### Work to complete
Could you please output all of the records exactly?

*** Block opens ***

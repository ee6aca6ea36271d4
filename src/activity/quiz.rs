//! Topic quiz driver.
//!
//! Five questions on a learner-chosen topic, always scored locally.
//! Completing a quiz appends the record, recomputes the aggregate stats,
//! and folds the topic into the learner's interests, then kicks off a
//! detached persona refresh.

use super::{ActivityError, Advance, Drill, Feedback, FetchOrigin, Install, ScoringMode};
use crate::notify::Notifier;
use crate::plan::spawn_persona_refresh;
use crate::sync::ProfileSync;
use crate::tutor::{Question, TutorCapability, TutorError};
use crate::types::{now_millis, quiz_average, QuizRecord};
use std::sync::Arc;
use std::time::Duration;

#[derive(Debug)]
pub enum QuizTurn {
    Continue,
    Completed { correct: u32, total: u32 },
}

pub struct QuizSession {
    sync: ProfileSync,
    tutor: Arc<dyn TutorCapability>,
    notifier: Notifier,
    feedback_delay: Duration,
    drill: Drill<Question>,
    topic: String,
}

impl QuizSession {
    pub fn new(
        sync: ProfileSync,
        tutor: Arc<dyn TutorCapability>,
        notifier: Notifier,
        feedback_delay: Duration,
    ) -> Self {
        Self {
            sync,
            tutor,
            notifier,
            feedback_delay,
            drill: Drill::new(),
            topic: String::new(),
        }
    }

    pub async fn start(&mut self, topic: &str) -> Result<(), ActivityError> {
        let token = self.drill.begin_fetch(FetchOrigin::Idle)?;
        let level = self.sync.read(|doc| doc.profile.level)?;

        let questions = match self.tutor.quiz_questions(topic, level).await {
            Ok(questions) => questions,
            Err(error) => {
                self.drill.fail_fetch(token);
                self.notifier
                    .error("Could not generate a quiz on that topic. Please try another.");
                return Err(error.into());
            }
        };
        match self.drill.install(token, questions, ScoringMode::Local) {
            Install::Started | Install::StaleDropped => {
                self.topic = topic.to_string();
                Ok(())
            }
            Install::EmptyRejected => {
                self.notifier
                    .error("Could not generate a quiz on that topic. Please try another.");
                Err(TutorError::Empty.into())
            }
        }
    }

    pub fn current_question(&self) -> Option<(usize, &Question)> {
        self.drill.current_item()
    }

    /// Accept an answer, wait out the feedback interval, and advance. On the
    /// final question the completion mutation is applied and a background
    /// persona refresh starts.
    pub async fn answer(
        &mut self,
        answer: &str,
    ) -> Result<Option<(Feedback, QuizTurn)>, ActivityError> {
        let Some(feedback) = self.drill.submit_answer(answer) else {
            return Ok(None);
        };
        tokio::time::sleep(self.feedback_delay).await;

        let turn = match self.drill.advance()? {
            Advance::Next => QuizTurn::Continue,
            Advance::Finished { correct, total } => {
                self.record_completion(correct, total)?;
                QuizTurn::Completed { correct, total }
            }
            Advance::Analyze(_) => {
                return Err(ActivityError::InvalidState(
                    "quizzes are always scored locally",
                ))
            }
        };
        Ok(Some((feedback, turn)))
    }

    fn record_completion(&self, correct: u32, total: u32) -> Result<(), ActivityError> {
        let topic = self.topic.clone();
        self.sync.mutate(|doc| {
            doc.quiz_history.push(QuizRecord {
                topic: topic.clone(),
                score: correct,
                total,
                timestamp: now_millis(),
            });
            doc.stats.quizzes_completed = doc.quiz_history.len() as u32;
            doc.stats.quiz_average_score = quiz_average(&doc.quiz_history);
            let interests = &mut doc.profile.persona.interests;
            if !interests.iter().any(|i| i.eq_ignore_ascii_case(&topic)) {
                interests.push(topic.clone());
            }
        })?;
        tracing::info!(topic = %self.topic, correct, total, "quiz completed");
        spawn_persona_refresh(self.sync.clone(), Arc::clone(&self.tutor));
        Ok(())
    }

    pub fn results(&self) -> Option<(u32, u32)> {
        self.drill.results()
    }

    pub fn dismiss(&mut self) {
        self.drill.dismiss();
    }
}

*** Block closes ***

### Task solution
repository ee6aca6ea36271d4
filename src/activity/quiz.rs
//! Topic quiz driver.
//!
//! Five questions on a learner-chosen topic, always scored locally.
//! Completing a quiz appends the record, recomputes the aggregate stats,
//! and folds the topic into the learner's interests, then kicks off a
//! detached persona refresh.

use super::{ActivityError, Advance, Drill, Feedback, FetchOrigin, Install, ScoringMode};
use crate::notify::Notifier;
use crate::plan::spawn_persona_refresh;
use crate::sync::ProfileSync;
use crate::tutor::{Question, TutorCapability, TutorError};
use crate::types::{now_millis, quiz_average, QuizRecord};
use std::sync::Arc;
use std::time::Duration;

#[derive(Debug)]
pub enum QuizTurn {
    Continue,
    Completed { correct: u32, total: u32 },
}

pub struct QuizSession {
    sync: ProfileSync,
    tutor: Arc<dyn TutorCapability>,
    notifier: Notifier,
    feedback_delay: Duration,
    drill: Drill<Question>,
    topic: String,
}

impl QuizSession {
    pub fn new(
        sync: ProfileSync,
        tutor: Arc<dyn TutorCapability>,
        notifier: Notifier,
        feedback_delay: Duration,
    ) -> Self {
        Self {
            sync,
            tutor,
            notifier,
            feedback_delay,
            drill: Drill::new(),
            topic: String::new(),
        }
    }

    pub async fn start(&mut self, topic: &str) -> Result<(), ActivityError> {
        let token = self.drill.begin_fetch(FetchOrigin::Idle)?;
        let level = self.sync.read(|doc| doc.profile.level)?;

        let questions = match self.tutor.quiz_questions(topic, level).await {
            Ok(questions) => questions,
            Err(error) => {
                self.drill.fail_fetch(token);
                self.notifier
                    .error("Could not generate a quiz on that topic. Please try another.");
                return Err(error.into());
            }
        };
        match self.drill.install(token, questions, ScoringMode::Local) {
            Install::Started | Install::StaleDropped => {
                self.topic = topic.to_string();
                Ok(())
            }
            Install::EmptyRejected => {
                self.notifier
                    .error("Could not generate a quiz on that topic. Please try another.");
                Err(TutorError::Empty.into())
            }
        }
    }

    pub fn current_question(&self) -> Option<(usize, &Question)> {
        self.drill.current_item()
    }

    /// Accept an answer, wait out the feedback interval, and advance. On the
    /// final question the completion mutation is applied and a background
    /// persona refresh starts.
    pub async fn answer(
        &mut self,
        answer: &str,
    ) -> Result<Option<(Feedback, QuizTurn)>, ActivityError> {
        let Some(feedback) = self.drill.submit_answer(answer) else {
            return Ok(None);
        };
        tokio::time::sleep(self.feedback_delay).await;

        let turn = match self.drill.advance()? {
            Advance::Next => QuizTurn::Continue,
            Advance::Finished { correct, total } => {
                self.record_completion(correct, total)?;
                QuizTurn::Completed { correct, total }
            }
            Advance::Analyze(_) => {
                return Err(ActivityError::InvalidState(
                    "quizzes are always scored locally",
                ))
            }
        };
        Ok(Some((feedback, turn)))
    }

    fn record_completion(&self, correct: u32, total: u32) -> Result<(), ActivityError> {
        let topic = self.topic.clone();
        self.sync.mutate(|doc| {
            doc.quiz_history.push(QuizRecord {
                topic: topic.clone(),
                score: correct,
                total,
                timestamp: now_millis(),
            });
            doc.stats.quizzes_completed = doc.quiz_history.len() as u32;
            doc.stats.quiz_average_score = quiz_average(&doc.quiz_history);
            let interests = &mut doc.profile.persona.interests;
            if !interests.iter().any(|i| i.eq_ignore_ascii_case(&topic)) {
                interests.push(topic.clone());
            }
        })?;
        tracing::info!(topic = %self.topic, correct, total, "quiz completed");
        spawn_persona_refresh(self.sync.clone(), Arc::clone(&self.tutor));
        Ok(())
    }

    pub fn results(&self) -> Option<(u32, u32)> {
        self.drill.results()
    }

    pub fn dismiss(&mut self) {
        self.drill.dismiss();
    }
}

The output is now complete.